Afortunadamente pudimos reunirnos presencialmente en diciembre en Jerusalén, en el Ministerio de Relaciones Exteriores y Yad Vashem. Este plenario volvió a demostrar la vitalidad de la singular comunidad internacional de la IHRA.
Quiero expresar el sincero agradecimiento de nuestra Presidencia a los jefes de delegaciones, adjuntos, expertos y colegas de todos los países miembros de la IHRA, observadores e instituciones socias que trabajaron con nosotros durante este año y, como lo dije, están ahora también con nosotros virtualmente.
También deseo expresar mi agradecimiento personal e institucional a dos personas cuya sabiduría y dedicación sostienen esta organización, cada una a su manera: nuestra secretaria general, Michaela Küchler, y nuestro asesor, el Dr. Robert Williams. Su experiencia y orientación son invaluables para la IHRA.
Queridos amigos,
Como presidente de Yad Vashem, el Centro Internacional del Recuerdo del Holocausto en Jerusalén, seguiré estrechamente vinculado a la IHRA y continuaré apoyando su misión.

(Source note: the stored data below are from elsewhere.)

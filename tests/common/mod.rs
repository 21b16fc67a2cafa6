//! Shared utilities for integration tests.

#![allow(dead_code)]

use std::net::SocketAddr;
use std::sync::atomic::{AtomicU32, Ordering};
use std::sync::Arc;
use std::time::Duration;

use async_trait::async_trait;
use serde_json::{json, Value};
use tokio::net::TcpListener;

use travel_resilience::client::{ClassifiedError, ServiceClient, ServiceRequest};
use travel_resilience::config::ListenerConfig;
use travel_resilience::resilience::DependencyDescriptor;
use travel_resilience::{HttpServer, Orchestrator, Shutdown};

type Script = Box<dyn Fn(u32) -> Result<Value, ClassifiedError> + Send + Sync>;

/// Programmable dependency. The script receives the 1-based call number.
pub struct MockDependency {
    id: &'static str,
    calls: AtomicU32,
    delay: Duration,
    script: Script,
}

impl MockDependency {
    pub fn new(
        id: &'static str,
        script: impl Fn(u32) -> Result<Value, ClassifiedError> + Send + Sync + 'static,
    ) -> Self {
        Self {
            id,
            calls: AtomicU32::new(0),
            delay: Duration::ZERO,
            script: Box::new(script),
        }
    }

    /// Always answers with `payload`.
    pub fn healthy(id: &'static str, payload: Value) -> Self {
        Self::new(id, move |_| Ok(payload.clone()))
    }

    /// Always fails with `error`.
    pub fn failing(id: &'static str, error: ClassifiedError) -> Self {
        Self::new(id, move |_| Err(error.clone()))
    }

    /// Fails the first `n` calls with a transient error, then answers.
    pub fn flaky(id: &'static str, n: u32) -> Self {
        Self::new(id, move |call| {
            if call <= n {
                Err(ClassifiedError::transient(format!("connection reset (call {call})")))
            } else {
                Ok(json!({ "ok": true, "call": call }))
            }
        })
    }

    pub fn with_delay(mut self, delay: Duration) -> Self {
        self.delay = delay;
        self
    }

    pub fn calls(&self) -> u32 {
        self.calls.load(Ordering::SeqCst)
    }
}

#[async_trait]
impl ServiceClient for MockDependency {
    fn dependency(&self) -> &str {
        self.id
    }

    async fn call(&self, _request: &ServiceRequest) -> Result<Value, ClassifiedError> {
        let call = self.calls.fetch_add(1, Ordering::SeqCst) + 1;
        if !self.delay.is_zero() {
            tokio::time::sleep(self.delay).await;
        }
        (self.script)(call)
    }
}

/// Descriptor with the knobs the scenarios care about; caching disabled.
pub fn descriptor(id: &str, failure_threshold: u32, cooldown: Duration, max_retries: u32) -> DependencyDescriptor {
    DependencyDescriptor {
        failure_threshold,
        cooldown,
        max_retries,
        base_delay: Duration::from_millis(10),
        max_delay: Duration::from_millis(100),
        cache_ttl: Duration::ZERO,
        ..DependencyDescriptor::new(id)
    }
}

/// Serve `orchestrator` on an ephemeral port.
pub async fn start_server(orchestrator: Arc<Orchestrator>) -> (SocketAddr, Arc<Shutdown>) {
    let listener = TcpListener::bind("127.0.0.1:0").await.unwrap();
    let addr = listener.local_addr().unwrap();
    let shutdown = Arc::new(Shutdown::new());

    let server = HttpServer::new(orchestrator, &ListenerConfig::default());
    let rx = shutdown.subscribe();
    tokio::spawn(async move {
        let _ = server.run(listener, rx).await;
    });

    (addr, shutdown)
}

Haber servido este año tanto como presidente de la IHRA como presidente de Yad Vashem ha sido para mí algo natural pero profundamente significativo.
Hoy dejo mi rol en la IHRA, enriquecido personalmente por esta experiencia.
En un momento en que la verdad histórica está cada vez más amenazada, la labor de la IHRA es más necesaria que nunca.
Concluyo reiterando la plena confianza de Israel en la Presidencia Argentina de la IHRA.
A mis grandes amigos Marcelo Mindlin y a la Embajadora Fabiana Loguzzo: los felicitamos calurosamente y les deseamos mucho éxito en el año que comienza.
Toda la comunidad de la IHRA está con ustedes.
Toda Raba, muchas gracias. Muchas gracias.